Gastrostomobdellidae is the name of a family of predatory on land or amphibious living leeches in the order of Schlundegel that in Southeast Asia are common and especially earthworms eat.

features

The flukes of the Gastrostomobdellidae family, often bright red in color, usually have a cylindrical body shape reminiscent of earthworms. The long, muscular, straight and tubular pharynx has no jaw-like or tooth-like structures. The intestinal section, which is homologous to the blood-sucking stomach (goiter), is tubular and has no blind sacs, with the exception of a pair of very small post caeca in the 19th segment, in line with the predatory lifestyle. The leeches have an abdominal opening (gastropore) on the abdomen, which opens into or next to the clitellum from the intestinal canal and whose function has not yet been clarified. The leeches have 16 pairs of nephridia outlets . The hermaphrodite animals have numerous testes , simple sperm ducts and a small, non-muscular male atrium. The ovaries are elongated, tubular, or baggy. The number of ringlets between the male and female genitals varies depending on the species and can be, for example, 9 ( Gastrostomobdella vagabunda ) or just 6 to 7 ( Gastrostomobdella monticola ).

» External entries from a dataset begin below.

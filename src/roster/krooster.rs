//! Krooster account pages: `GET {base}/u/{username}` followed by matching.

use rand::Rng;

use crate::config::Config;
use crate::data::character::Character;
use crate::fetch::{fetch_in_order, shuffle_alternates, FetchError, HttpClient};
use crate::roster::matcher::{RosterMatch, RosterMatcher};

#[derive(Debug, Clone)]
pub struct KroosterClient {
    http: HttpClient,
    base_url: String,
    alternates: Vec<String>,
    matcher: RosterMatcher,
}

impl KroosterClient {
    pub fn new(http: HttpClient, base_url: &str, alternates: Vec<String>) -> Self {
        Self {
            http,
            base_url: base_url.trim_end_matches('/').to_string(),
            alternates,
            matcher: RosterMatcher::default(),
        }
    }

    pub fn from_config(http: HttpClient, config: &Config) -> Self {
        Self::new(http, &config.krooster_base_url, config.alternates.clone())
    }

    pub fn with_matcher(mut self, matcher: RosterMatcher) -> Self {
        self.matcher = matcher;
        self
    }

    pub fn user_url(&self, username: &str) -> String {
        format!("{}/u/{}", self.base_url, urlencoding::encode(username.trim()))
    }

    pub async fn fetch_document(&self, username: &str) -> Result<String, FetchError> {
        self.http.get_text(&self.user_url(username)).await
    }

    pub async fn fetch_roster(
        &self,
        username: &str,
        chars: &[Character],
    ) -> Result<RosterMatch, FetchError> {
        let html = self.fetch_document(username).await?;
        Ok(self.matcher.match_document(&html, chars))
    }

    /// Same as [`fetch_roster`](Self::fetch_roster), routed through the
    /// configured alternates in an order drawn from `rng`.
    pub async fn fetch_roster_via_alternates<R: Rng + ?Sized>(
        &self,
        username: &str,
        chars: &[Character],
        rng: &mut R,
    ) -> Result<RosterMatch, FetchError> {
        let ordered = shuffle_alternates(&self.alternates, rng);
        let html = fetch_in_order(&self.http, &self.user_url(username), &ordered).await?;
        Ok(self.matcher.match_document(&html, chars))
    }
}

Distribution, habitat and way of life

The representatives of the Gastrostomobdellidae are common in the Indomalayic region from India to Malaysia and Indonesia . They live amphibiously or as rural dwellers on the floor of forests . The leeches predatory feed on other annelid worms , especially earthworms . The prey is swallowed whole using the muscular pharynx.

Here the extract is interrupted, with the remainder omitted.